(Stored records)

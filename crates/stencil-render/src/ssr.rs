//! Server-side rendering.
//!
//! [`SsrRenderer`] expands a component definition into a fully resolved
//! render tree: markup rendered through the session's cache, stylesheets
//! scoped, caller content distributed into slots and nested custom elements
//! expanded recursively. The result is serialized to one HTML string.
//!
//! # Expansion Order
//!
//! For every component instance:
//!
//! 1. Render the HTML template and parse it.
//! 2. Render, classify and rewrite the CSS templates.
//! 3. Add the scoping classes to the instance's own markup.
//! 4. Distribute the (already expanded) caller content into the slots.
//! 5. Expand nested custom elements, their children first.
//! 6. Merge host attributes: explicit, then reflected, then self-set.
//! 7. Emit `[<style>..., content...]` as the host's children.
//!
//! # Example
//!
//! ```rust
//! use stencil_render::component::{AttributeBag, ComponentDefinition};
//! use stencil_render::template::TemplateDefinition;
//! use stencil_render::{Change, DocumentSession, SsrRenderer};
//!
//! let card = ComponentDefinition::builder()
//!     .tag_name("x-card")
//!     .html(TemplateDefinition::jinja("<div><slot></slot></div>", Change::PROP))
//!     .css(TemplateDefinition::jinja("div { padding: 1em; }", Change::NEVER))
//!     .build();
//!
//! let renderer = SsrRenderer::new();
//! let mut session = DocumentSession::new();
//! let html = renderer.render(&card, &AttributeBag::new(), None, &mut session).unwrap();
//! assert_eq!(
//!     html,
//!     r#"<x-card><style>.css-x-card-div { padding: 1em; }</style><div class="css-x-card"><slot class="css-x-card"></slot></div></x-card>"#
//! );
//! ```

use std::fmt;
use std::sync::Arc;

use serde_json::Value;

use crate::change::Change;
use crate::component::{AttributeBag, ComponentDefinition, ComponentInstance};
use crate::config::SsrOptions;
use crate::css::{scope_markup, scope_styles};
use crate::error::RenderError;
use crate::session::DocumentSession;
use crate::slot::resolve_slots;
use crate::template::Attach;
use crate::theme::Theme;
use crate::tree::{walk_all, Html5Parser, MarkupParser, Node, Tag, Visit};

/// Expands component definitions into HTML.
pub struct SsrRenderer {
    options: SsrOptions,
    parser: Box<dyn MarkupParser>,
}

impl Default for SsrRenderer {
    fn default() -> Self {
        Self::new()
    }
}

impl fmt::Debug for SsrRenderer {
    fn fmt(&self, f: &mut fmt::Formatter<'_>) -> fmt::Result {
        f.debug_struct("SsrRenderer")
            .field("options", &self.options)
            .finish_non_exhaustive()
    }
}

impl SsrRenderer {
    /// Creates a renderer with default options and the HTML5 parser.
    pub fn new() -> Self {
        Self::with_options(SsrOptions::default())
    }

    /// Creates a renderer with custom options.
    pub fn with_options(options: SsrOptions) -> Self {
        Self {
            options,
            parser: Box::new(Html5Parser::new()),
        }
    }

    /// Replaces the markup parser.
    pub fn with_parser(mut self, parser: impl MarkupParser + 'static) -> Self {
        self.parser = Box::new(parser);
        self
    }

    /// Returns the options.
    pub fn options(&self) -> &SsrOptions {
        &self.options
    }

    /// Expands `definition` into its host element.
    ///
    /// The definition's dependency graph is added to the session's tag map
    /// first. Any failure aborts the whole expansion, and global sheets
    /// recorded during it are forgotten so a later call emits them.
    pub fn element_to_tag(
        &self,
        definition: &Arc<ComponentDefinition>,
        attributes: &AttributeBag,
        theme: Option<&Theme>,
        session: &mut DocumentSession,
    ) -> Result<Tag, RenderError> {
        session.register(definition);
        let tag_name = definition.resolved_tag_name(&self.options.anonymous_tag_prefix);
        let checkpoint = session.checkpoint();
        let result = self.expand(definition, tag_name, attributes.clone(), theme, Vec::new(), session);
        if result.is_err() {
            session.rollback(checkpoint);
        }
        result
    }

    /// Expands `definition` and serializes the result.
    pub fn render(
        &self,
        definition: &Arc<ComponentDefinition>,
        attributes: &AttributeBag,
        theme: Option<&Theme>,
        session: &mut DocumentSession,
    ) -> Result<String, RenderError> {
        let tag = self.element_to_tag(definition, attributes, theme, session)?;
        Ok(Node::Element(tag).to_html())
    }

    /// Renders with a private session.
    pub fn render_fresh(
        &self,
        definition: &Arc<ComponentDefinition>,
        attributes: &AttributeBag,
        theme: Option<&Theme>,
    ) -> Result<String, RenderError> {
        let mut session = DocumentSession::new();
        self.render(definition, attributes, theme, &mut session)
    }

    fn expand(
        &self,
        definition: &Arc<ComponentDefinition>,
        tag_name: String,
        attributes: AttributeBag,
        theme: Option<&Theme>,
        content: Vec<Node>,
        session: &mut DocumentSession,
    ) -> Result<Tag, RenderError> {
        let instance = ComponentInstance::new(
            definition,
            tag_name,
            attributes,
            theme.cloned(),
            &self.options.lang,
        );
        let result = self.expand_instance(definition, &instance, theme, content, session);
        // The stand-in is discarded after expansion.
        session.end_instance(instance.id());
        result
    }

    fn expand_instance(
        &self,
        definition: &ComponentDefinition,
        instance: &ComponentInstance,
        theme: Option<&Theme>,
        content: Vec<Node>,
        session: &mut DocumentSession,
    ) -> Result<Tag, RenderError> {
        tracing::debug!(tag = instance.tag_name(), component = %instance.id(), "expanding component");

        let own = match definition.html() {
            Some(template) => {
                let rendered = session.render_text(template, Change::FORCE, instance)?;
                match template.attach_mode() {
                    Attach::Children => rendered.value.map(|text| self.parser.parse(&text.text)),
                    Attach::Detached => None,
                }
            }
            None => None,
        };

        let styles = scope_styles(definition, instance, session, &self.options.class_prefix)?;

        let body = match own {
            Some(own) => {
                let tag_map = session.tag_map();
                let scoped = scope_markup(&own, &styles.classes(), |name| tag_map.contains_key(name));
                let slotted = resolve_slots(&scoped, &content);
                self.expand_children(&slotted.nodes, theme, session)?
            }
            None => content,
        };

        let mut children = Vec::with_capacity(styles.styles.len() + body.len());
        if self.options.emit_styles {
            children.extend(styles.styles.into_iter().map(Node::Style));
        }
        children.extend(body);

        Ok(Tag::new(instance.tag_name())
            .with_self_closing(false)
            .with_attributes(instance.host_attributes())
            .with_children(children)
            .mark_expanded())
    }

    /// Replaces every registered custom element in `nodes` with its
    /// expansion. Children are expanded before being handed to the nested
    /// component as slot content.
    fn expand_children(
        &self,
        nodes: &[Node],
        theme: Option<&Theme>,
        session: &mut DocumentSession,
    ) -> Result<Vec<Node>, RenderError> {
        let mut handler = |node: &Node| -> Result<Visit, RenderError> {
            let Node::Element(tag) = node else {
                return Ok(Visit::Stop(node.clone()));
            };
            if tag.is_expanded() {
                return Ok(Visit::Stop(node.clone()));
            }
            let Some(nested) = session.lookup(tag.name()) else {
                return Ok(Visit::Continue(node.clone()));
            };

            let content = self.expand_children(tag.children(), theme, session)?;
            let attributes: AttributeBag = tag
                .attributes()
                .iter()
                .map(|(name, value)| (name.clone(), Value::String(value.clone())))
                .collect();
            let expanded = self.expand(
                &nested,
                tag.name().to_string(),
                attributes,
                theme,
                content,
                session,
            )?;
            Ok(Visit::Stop(Node::Element(expanded)))
        };
        walk_all(nodes, &mut handler)
    }
}

/// Expands `definition` with default options.
pub fn element_to_tag(
    definition: &Arc<ComponentDefinition>,
    attributes: &AttributeBag,
    theme: Option<&Theme>,
    session: &mut DocumentSession,
) -> Result<Tag, RenderError> {
    SsrRenderer::new().element_to_tag(definition, attributes, theme, session)
}

/// Renders `definition` to HTML with default options.
pub fn render(
    definition: &Arc<ComponentDefinition>,
    attributes: &AttributeBag,
    theme: Option<&Theme>,
    session: &mut DocumentSession,
) -> Result<String, RenderError> {
    SsrRenderer::new().render(definition, attributes, theme, session)
}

■ TASK OBJECTIVE:
Exact duplication is required for the lines above, from the line that contains "and global sheets" to the line that contains "let checkpoint = session.checkpoint();", inclusive; omit all others.

■ ANSWER SPACE:
    /// first. Any failure aborts the whole expansion, and global sheets
    /// recorded during it are forgotten so a later call emits them.
    pub fn element_to_tag(
        &self,
        definition: &Arc<ComponentDefinition>,
        attributes: &AttributeBag,
        theme: Option<&Theme>,
        session: &mut DocumentSession,
    ) -> Result<Tag, RenderError> {
        session.register(definition);
        let tag_name = definition.resolved_tag_name(&self.options.anonymous_tag_prefix);
        let checkpoint = session.checkpoint();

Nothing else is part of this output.